§ **DATASET EXCERPTS**
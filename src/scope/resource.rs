//! Resource records: finalizer holders with a lease/release lifecycle.
//!
//! A resource is created empty when acquisition starts, receives its
//! finalizer when acquisition succeeds, and runs that finalizer exactly
//! once: after a release has been requested *and* every outstanding lease
//! has been cancelled. The finalizer is taken out of the state under the lock
//! and always invoked outside it.
//!
//! State machine:
//!
//! ```text
//! Pending (no finalizer) → Open (finalizer installed) → Closed
//! ```
//!
//! `Pending` and `Open` share `held == true`; `release` flips it to false on
//! every path and never back.

use std::any::Any;
use std::sync::{Arc, Mutex};

use crate::error::Result;
use crate::token::Token;
use crate::tracing_compat::trace;

/// The erased value produced by an acquisition effect.
///
/// Shared between the installed finalizer and the program continuation.
pub type ResourceVal = Arc<dyn Any + Send + Sync>;

/// An acquisition effect.
pub type AcquireFn = Box<dyn FnOnce() -> Result<ResourceVal> + Send>;

/// A release action taking the acquired value.
pub type ReleaseFn = Box<dyn FnOnce(ResourceVal) -> Result<()> + Send>;

/// An installed finalizer, already closed over its resource value.
pub type Finalizer = Box<dyn FnOnce() -> Result<()> + Send>;

struct ResourceState {
    /// True until a release has been requested (covers Pending and Open).
    held: bool,
    /// Installed by `acquired`; taken exactly once when the finalizer runs.
    finalizer: Option<Finalizer>,
    /// Outstanding lease count.
    leases: u32,
}

/// One acquired (or in-flight) resource.
pub struct Resource {
    id: Token,
    state: Mutex<ResourceState>,
}

impl Resource {
    /// Creates a resource in the pending state: held, no finalizer, no
    /// leases.
    #[must_use]
    pub fn new() -> Self {
        Self {
            id: Token::fresh(),
            state: Mutex::new(ResourceState {
                held: true,
                finalizer: None,
                leases: 0,
            }),
        }
    }

    /// The resource's identity token.
    #[must_use]
    pub fn id(&self) -> Token {
        self.id
    }

    /// Installs the finalizer after a successful acquisition.
    ///
    /// If a release was requested while acquisition was in flight (the
    /// owning scope closed underneath it), the finalizer runs immediately,
    /// unless leases are outstanding, in which case it is installed and runs
    /// when the last lease cancels. Any immediate finalizer error surfaces.
    pub fn acquired(&self, finalizer: Finalizer) -> Result<()> {
        let run_now = {
            let mut state = self.state.lock().expect("lock poisoned");
            if state.held || state.leases > 0 {
                state.finalizer = Some(finalizer);
                None
            } else {
                Some(finalizer)
            }
        };
        match run_now {
            None => Ok(()),
            Some(finalizer) => {
                trace!(resource = %self.id, "late close: running finalizer at acquisition");
                finalizer()
            }
        }
    }

    /// Requests release of the resource.
    ///
    /// Runs the finalizer now if no leases are outstanding; otherwise the
    /// finalizer is deferred to the last lease cancellation. Idempotent:
    /// releasing an already-released resource succeeds without effect.
    pub fn release(&self) -> Result<()> {
        let finalizer = {
            let mut state = self.state.lock().expect("lock poisoned");
            if !state.held {
                return Ok(());
            }
            state.held = false;
            if state.leases == 0 {
                state.finalizer.take()
            } else {
                None
            }
        };
        match finalizer {
            None => Ok(()),
            Some(finalizer) => finalizer(),
        }
    }

    /// Leases this resource alone.
    ///
    /// Returns `None` once a release has been requested.
    #[must_use]
    pub fn lease(self: &Arc<Self>) -> Option<crate::scope::Lease> {
        if self.try_lease() {
            Some(crate::scope::Lease::new(vec![self.clone()]))
        } else {
            None
        }
    }

    /// Increments the lease count while the resource is still held.
    ///
    /// Returns false once a release has been requested.
    pub(crate) fn try_lease(&self) -> bool {
        let mut state = self.state.lock().expect("lock poisoned");
        if state.held {
            state.leases += 1;
            true
        } else {
            false
        }
    }

    /// Cancels one lease; runs the finalizer if this was the last lease and
    /// release has already been requested.
    pub(crate) fn cancel_lease(&self) -> Result<()> {
        let finalizer = {
            let mut state = self.state.lock().expect("lock poisoned");
            state.leases = state.leases.saturating_sub(1);
            if state.leases == 0 && !state.held {
                state.finalizer.take()
            } else {
                None
            }
        };
        match finalizer {
            None => Ok(()),
            Some(finalizer) => finalizer(),
        }
    }
}

impl Default for Resource {
    fn default() -> Self {
        Self::new()
    }
}

impl std::fmt::Debug for Resource {
    fn fmt(&self, f: &mut std::fmt::Formatter<'_>) -> std::fmt::Result {
        let state = self.state.lock().expect("lock poisoned");
        f.debug_struct("Resource")
            .field("id", &self.id)
            .field("held", &state.held)
            .field("installed", &state.finalizer.is_some())
            .field("leases", &state.leases)
            .finish()
    }
}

§ **ASSIGNED TASK**
From the very first line of the records down to the line with "the program continuation.", please write out each line exactly, including both ends and no other lines.

§ **EXPECTED ANSWER**
filename src/scope/resource.rs
//! Resource records: finalizer holders with a lease/release lifecycle.
//!
//! A resource is created empty when acquisition starts, receives its
//! finalizer when acquisition succeeds, and runs that finalizer exactly
//! once: after a release has been requested *and* every outstanding lease
//! has been cancelled. The finalizer is taken out of the state under the lock
//! and always invoked outside it.
//!
//! State machine:
//!
//! ```text
//! Pending (no finalizer) → Open (finalizer installed) → Closed
//! ```
//!
//! `Pending` and `Open` share `held == true`; `release` flips it to false on
//! every path and never back.

use std::any::Any;
use std::sync::{Arc, Mutex};

use crate::error::Result;
use crate::token::Token;
use crate::tracing_compat::trace;

/// The erased value produced by an acquisition effect.
///
/// Shared between the installed finalizer and the program continuation.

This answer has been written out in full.